Your answer should be an exact copy of the listing.

* _Extracted data_:
* * * * * * *

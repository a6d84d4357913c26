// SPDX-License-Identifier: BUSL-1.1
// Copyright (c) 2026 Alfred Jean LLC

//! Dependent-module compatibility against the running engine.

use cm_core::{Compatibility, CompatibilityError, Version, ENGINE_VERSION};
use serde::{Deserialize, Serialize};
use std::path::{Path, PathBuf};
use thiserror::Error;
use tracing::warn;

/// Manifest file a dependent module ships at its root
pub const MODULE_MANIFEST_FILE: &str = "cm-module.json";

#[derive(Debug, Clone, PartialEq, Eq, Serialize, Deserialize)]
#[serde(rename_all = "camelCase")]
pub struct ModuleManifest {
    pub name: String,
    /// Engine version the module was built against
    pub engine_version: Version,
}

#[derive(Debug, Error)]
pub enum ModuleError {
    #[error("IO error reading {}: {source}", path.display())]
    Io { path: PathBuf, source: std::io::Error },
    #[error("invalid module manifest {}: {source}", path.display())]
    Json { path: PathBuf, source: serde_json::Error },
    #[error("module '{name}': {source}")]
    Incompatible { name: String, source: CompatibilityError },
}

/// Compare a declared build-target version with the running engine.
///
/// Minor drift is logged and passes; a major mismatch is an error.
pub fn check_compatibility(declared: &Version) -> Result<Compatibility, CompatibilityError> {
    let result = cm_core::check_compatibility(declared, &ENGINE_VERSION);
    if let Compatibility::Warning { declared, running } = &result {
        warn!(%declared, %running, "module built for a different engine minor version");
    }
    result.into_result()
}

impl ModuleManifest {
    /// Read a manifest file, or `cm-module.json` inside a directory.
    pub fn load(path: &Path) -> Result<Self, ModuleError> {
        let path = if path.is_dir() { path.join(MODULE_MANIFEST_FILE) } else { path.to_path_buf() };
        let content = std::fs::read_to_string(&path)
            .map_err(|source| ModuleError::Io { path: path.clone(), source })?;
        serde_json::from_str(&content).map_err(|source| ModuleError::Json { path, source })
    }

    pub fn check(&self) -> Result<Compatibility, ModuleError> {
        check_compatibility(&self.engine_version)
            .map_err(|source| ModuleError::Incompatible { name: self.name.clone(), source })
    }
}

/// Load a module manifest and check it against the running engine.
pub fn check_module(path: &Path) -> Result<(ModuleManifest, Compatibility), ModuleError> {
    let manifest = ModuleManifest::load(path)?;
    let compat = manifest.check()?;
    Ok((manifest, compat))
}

* * * * * * *

* _Answer below_:
repository a6d84d4357913c26
// SPDX-License-Identifier: BUSL-1.1
// Copyright (c) 2026 Alfred Jean LLC

//! Dependent-module compatibility against the running engine.

use cm_core::{Compatibility, CompatibilityError, Version, ENGINE_VERSION};
use serde::{Deserialize, Serialize};
use std::path::{Path, PathBuf};
use thiserror::Error;
use tracing::warn;

/// Manifest file a dependent module ships at its root
pub const MODULE_MANIFEST_FILE: &str = "cm-module.json";

#[derive(Debug, Clone, PartialEq, Eq, Serialize, Deserialize)]
#[serde(rename_all = "camelCase")]
pub struct ModuleManifest {
    pub name: String,
    /// Engine version the module was built against
    pub engine_version: Version,
}

#[derive(Debug, Error)]
pub enum ModuleError {
    #[error("IO error reading {}: {source}", path.display())]
    Io { path: PathBuf, source: std::io::Error },
    #[error("invalid module manifest {}: {source}", path.display())]
    Json { path: PathBuf, source: serde_json::Error },
    #[error("module '{name}': {source}")]
    Incompatible { name: String, source: CompatibilityError },
}

/// Compare a declared build-target version with the running engine.
///
/// Minor drift is logged and passes; a major mismatch is an error.
pub fn check_compatibility(declared: &Version) -> Result<Compatibility, CompatibilityError> {
    let result = cm_core::check_compatibility(declared, &ENGINE_VERSION);
    if let Compatibility::Warning { declared, running } = &result {
        warn!(%declared, %running, "module built for a different engine minor version");
    }
    result.into_result()
}

impl ModuleManifest {
    /// Read a manifest file, or `cm-module.json` inside a directory.
    pub fn load(path: &Path) -> Result<Self, ModuleError> {
        let path = if path.is_dir() { path.join(MODULE_MANIFEST_FILE) } else { path.to_path_buf() };
        let content = std::fs::read_to_string(&path)
            .map_err(|source| ModuleError::Io { path: path.clone(), source })?;
        serde_json::from_str(&content).map_err(|source| ModuleError::Json { path, source })
    }

    pub fn check(&self) -> Result<Compatibility, ModuleError> {
        check_compatibility(&self.engine_version)
            .map_err(|source| ModuleError::Incompatible { name: self.name.clone(), source })
    }
}

/// Load a module manifest and check it against the running engine.
pub fn check_module(path: &Path) -> Result<(ModuleManifest, Compatibility), ModuleError> {
    let manifest = ModuleManifest::load(path)?;
    let compat = manifest.check()?;
    Ok((manifest, compat))
}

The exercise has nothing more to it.